Requirement:
Repeat each line of the data exactly as written.

Given records:
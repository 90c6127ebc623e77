use enum_as_inner::EnumAsInner;
use serde::{Deserialize, Serialize};

use crate::parser::pr::ops::{SetOp, SortDirection};
use crate::parser::pr::{Expr, FuncCall, Ident, SortItem, WindowSpec};
use crate::span::Span;

/// A table-valued expression: a source followed by postfix operations,
/// combined with set operators and optionally prefixed by CTEs.
#[derive(Debug, Clone, PartialEq, Serialize, Deserialize)]
pub struct TableExpr {
    #[serde(flatten)]
    pub kind: TableExprKind,

    #[serde(skip_serializing_if = "Option::is_none")]
    pub span: Option<Span>,
}

impl TableExpr {
    pub fn new<K: Into<TableExprKind>>(kind: K) -> Self {
        TableExpr {
            kind: kind.into(),
            span: None,
        }
    }
}

#[derive(Debug, EnumAsInner, PartialEq, Clone, Serialize, Deserialize)]
pub enum TableExprKind {
    Source(Source),
    Pipeline(Pipeline),
    SetOp(SetOpExpr),
    With(WithExpr),
}

impl TableExprKind {
    pub fn into_table_expr(self, span: Span) -> TableExpr {
        TableExpr {
            kind: self,
            span: Some(span),
        }
    }
}

impl From<Source> for TableExprKind {
    fn from(value: Source) -> Self {
        TableExprKind::Source(value)
    }
}

#[derive(Debug, PartialEq, Clone, Serialize, Deserialize)]
pub struct Source {
    pub kind: SourceKind,
    #[serde(skip_serializing_if = "Option::is_none")]
    pub alias: Option<String>,
}

#[derive(Debug, EnumAsInner, PartialEq, Clone, Serialize, Deserialize)]
pub enum SourceKind {
    /// `name`, `schema.name`
    Table(Ident),
    /// `@name`, `schema.@name`
    Variable { schema: Option<Ident>, name: String },
    /// `@(expr)`, a table whose name is computed when executed.
    Dynamic(Box<Expr>),
    /// A table-valued function call.
    Function(FuncCall),
    /// `values [[..], ..]`
    Values(Vec<Vec<Expr>>),
    /// `(table_expr)`
    Nested(Box<TableExpr>),
    /// No source at all, as in `{1 as one}`.
    Unbound,
}

#[derive(Debug, PartialEq, Clone, Serialize, Deserialize)]
pub struct Pipeline {
    pub source: Box<TableExpr>,
    pub ops: Vec<TableOp>,
}

#[derive(Debug, PartialEq, Clone, Serialize, Deserialize)]
pub struct TableOp {
    #[serde(flatten)]
    pub kind: TableOpKind,

    #[serde(skip_serializing_if = "Option::is_none")]
    pub span: Option<Span>,
}

#[derive(Debug, EnumAsInner, PartialEq, Clone, Serialize, Deserialize, strum::AsRefStr)]
pub enum TableOpKind {
    /// `[cond]`
    Filter(Expr),
    /// `{items}` or `{groups => items}`
    Project(Projection),
    Join(Join),
    /// `window name as (spec), ...`
    Window(Vec<NamedWindow>),
    OrderBy(Vec<SortItem>),
    Limit {
        limit: Expr,
        offset: Option<Expr>,
    },
    Offset(Expr),
    Distinct,
    /// `as name`, turning everything so far into a named subquery.
    Alias(String),
}

impl TableOpKind {
    pub fn into_op(self, span: Span) -> TableOp {
        TableOp {
            kind: self,
            span: Some(span),
        }
    }
}

#[derive(Debug, PartialEq, Clone, Serialize, Deserialize)]
pub struct Projection {
    /// Set for the grouped form `{groups => items}`.
    pub groups: Option<Vec<SelectItem>>,
    pub items: Vec<SelectItem>,
}

#[derive(Debug, PartialEq, Clone, Serialize, Deserialize)]
pub struct SelectItem {
    pub expr: Expr,
    #[serde(skip_serializing_if = "Option::is_none")]
    pub alias: Option<String>,
    #[serde(skip_serializing_if = "Option::is_none")]
    pub sort: Option<SortDirection>,
}

#[derive(Debug, PartialEq, Clone, Serialize, Deserialize)]
pub struct NamedWindow {
    pub name: String,
    pub spec: WindowSpec,
}

#[derive(Debug, PartialEq, Clone, Serialize, Deserialize)]
pub struct Join {
    #[serde(default, skip_serializing_if = "std::ops::Not::not")]
    pub natural: bool,
    #[serde(skip_serializing_if = "Option::is_none")]
    pub kind: Option<JoinKind>,
    pub target: Box<TableExpr>,
    pub constraint: JoinConstraint,
}

#[derive(
    Debug, PartialEq, Eq, Clone, Copy, Serialize, Deserialize, strum::Display, strum::EnumString,
)]
#[strum(serialize_all = "lowercase")]
pub enum JoinKind {
    Inner,
    Left,
    Right,
    Full,
    Cross,
}

#[derive(Debug, EnumAsInner, PartialEq, Clone, Serialize, Deserialize)]
pub enum JoinConstraint {
    None,
    On(Expr),
    Using(Vec<String>),
    /// Join sugar `-:left:right:>`; `right` defaults to `left`.
    Keys { left: String, right: Option<String> },
}

#[derive(Debug, PartialEq, Clone, Serialize, Deserialize)]
pub struct SetOpExpr {
    pub op: SetOp,
    pub left: Box<TableExpr>,
    pub right: Box<TableExpr>,
}

#[derive(Debug, PartialEq, Clone, Serialize, Deserialize)]
pub struct WithExpr {
    #[serde(default, skip_serializing_if = "std::ops::Not::not")]
    pub recursive: bool,
    pub ctes: Vec<Cte>,
    pub body: Box<TableExpr>,
}

#[derive(Debug, PartialEq, Clone, Serialize, Deserialize)]
pub struct Cte {
    pub name: String,
    #[serde(default, skip_serializing_if = "Vec::is_empty")]
    pub columns: Vec<String>,
    pub table: TableExpr,
}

Response to this task:
repository 90c6127ebc623e77
use enum_as_inner::EnumAsInner;
use serde::{Deserialize, Serialize};

use crate::parser::pr::ops::{SetOp, SortDirection};
use crate::parser::pr::{Expr, FuncCall, Ident, SortItem, WindowSpec};
use crate::span::Span;

/// A table-valued expression: a source followed by postfix operations,
/// combined with set operators and optionally prefixed by CTEs.
#[derive(Debug, Clone, PartialEq, Serialize, Deserialize)]
pub struct TableExpr {
    #[serde(flatten)]
    pub kind: TableExprKind,

    #[serde(skip_serializing_if = "Option::is_none")]
    pub span: Option<Span>,
}

impl TableExpr {
    pub fn new<K: Into<TableExprKind>>(kind: K) -> Self {
        TableExpr {
            kind: kind.into(),
            span: None,
        }
    }
}

#[derive(Debug, EnumAsInner, PartialEq, Clone, Serialize, Deserialize)]
pub enum TableExprKind {
    Source(Source),
    Pipeline(Pipeline),
    SetOp(SetOpExpr),
    With(WithExpr),
}

impl TableExprKind {
    pub fn into_table_expr(self, span: Span) -> TableExpr {
        TableExpr {
            kind: self,
            span: Some(span),
        }
    }
}

impl From<Source> for TableExprKind {
    fn from(value: Source) -> Self {
        TableExprKind::Source(value)
    }
}

#[derive(Debug, PartialEq, Clone, Serialize, Deserialize)]
pub struct Source {
    pub kind: SourceKind,
    #[serde(skip_serializing_if = "Option::is_none")]
    pub alias: Option<String>,
}

#[derive(Debug, EnumAsInner, PartialEq, Clone, Serialize, Deserialize)]
pub enum SourceKind {
    /// `name`, `schema.name`
    Table(Ident),
    /// `@name`, `schema.@name`
    Variable { schema: Option<Ident>, name: String },
    /// `@(expr)`, a table whose name is computed when executed.
    Dynamic(Box<Expr>),
    /// A table-valued function call.
    Function(FuncCall),
    /// `values [[..], ..]`
    Values(Vec<Vec<Expr>>),
    /// `(table_expr)`
    Nested(Box<TableExpr>),
    /// No source at all, as in `{1 as one}`.
    Unbound,
}

#[derive(Debug, PartialEq, Clone, Serialize, Deserialize)]
pub struct Pipeline {
    pub source: Box<TableExpr>,
    pub ops: Vec<TableOp>,
}

#[derive(Debug, PartialEq, Clone, Serialize, Deserialize)]
pub struct TableOp {
    #[serde(flatten)]
    pub kind: TableOpKind,

    #[serde(skip_serializing_if = "Option::is_none")]
    pub span: Option<Span>,
}

#[derive(Debug, EnumAsInner, PartialEq, Clone, Serialize, Deserialize, strum::AsRefStr)]
pub enum TableOpKind {
    /// `[cond]`
    Filter(Expr),
    /// `{items}` or `{groups => items}`
    Project(Projection),
    Join(Join),
    /// `window name as (spec), ...`
    Window(Vec<NamedWindow>),
    OrderBy(Vec<SortItem>),
    Limit {
        limit: Expr,
        offset: Option<Expr>,
    },
    Offset(Expr),
    Distinct,
    /// `as name`, turning everything so far into a named subquery.
    Alias(String),
}

impl TableOpKind {
    pub fn into_op(self, span: Span) -> TableOp {
        TableOp {
            kind: self,
            span: Some(span),
        }
    }
}

#[derive(Debug, PartialEq, Clone, Serialize, Deserialize)]
pub struct Projection {
    /// Set for the grouped form `{groups => items}`.
    pub groups: Option<Vec<SelectItem>>,
    pub items: Vec<SelectItem>,
}

#[derive(Debug, PartialEq, Clone, Serialize, Deserialize)]
pub struct SelectItem {
    pub expr: Expr,
    #[serde(skip_serializing_if = "Option::is_none")]
    pub alias: Option<String>,
    #[serde(skip_serializing_if = "Option::is_none")]
    pub sort: Option<SortDirection>,
}

#[derive(Debug, PartialEq, Clone, Serialize, Deserialize)]
pub struct NamedWindow {
    pub name: String,
    pub spec: WindowSpec,
}

#[derive(Debug, PartialEq, Clone, Serialize, Deserialize)]
pub struct Join {
    #[serde(default, skip_serializing_if = "std::ops::Not::not")]
    pub natural: bool,
    #[serde(skip_serializing_if = "Option::is_none")]
    pub kind: Option<JoinKind>,
    pub target: Box<TableExpr>,
    pub constraint: JoinConstraint,
}

#[derive(
    Debug, PartialEq, Eq, Clone, Copy, Serialize, Deserialize, strum::Display, strum::EnumString,
)]
#[strum(serialize_all = "lowercase")]
pub enum JoinKind {
    Inner,
    Left,
    Right,
    Full,
    Cross,
}

#[derive(Debug, EnumAsInner, PartialEq, Clone, Serialize, Deserialize)]
pub enum JoinConstraint {
    None,
    On(Expr),
    Using(Vec<String>),
    /// Join sugar `-:left:right:>`; `right` defaults to `left`.
    Keys { left: String, right: Option<String> },
}

#[derive(Debug, PartialEq, Clone, Serialize, Deserialize)]
pub struct SetOpExpr {
    pub op: SetOp,
    pub left: Box<TableExpr>,
    pub right: Box<TableExpr>,
}

#[derive(Debug, PartialEq, Clone, Serialize, Deserialize)]
pub struct WithExpr {
    #[serde(default, skip_serializing_if = "std::ops::Not::not")]
    pub recursive: bool,
    pub ctes: Vec<Cte>,
    pub body: Box<TableExpr>,
}

#[derive(Debug, PartialEq, Clone, Serialize, Deserialize)]
pub struct Cte {
    pub name: String,
    #[serde(default, skip_serializing_if = "Vec::is_empty")]
    pub columns: Vec<String>,
    pub table: TableExpr,
}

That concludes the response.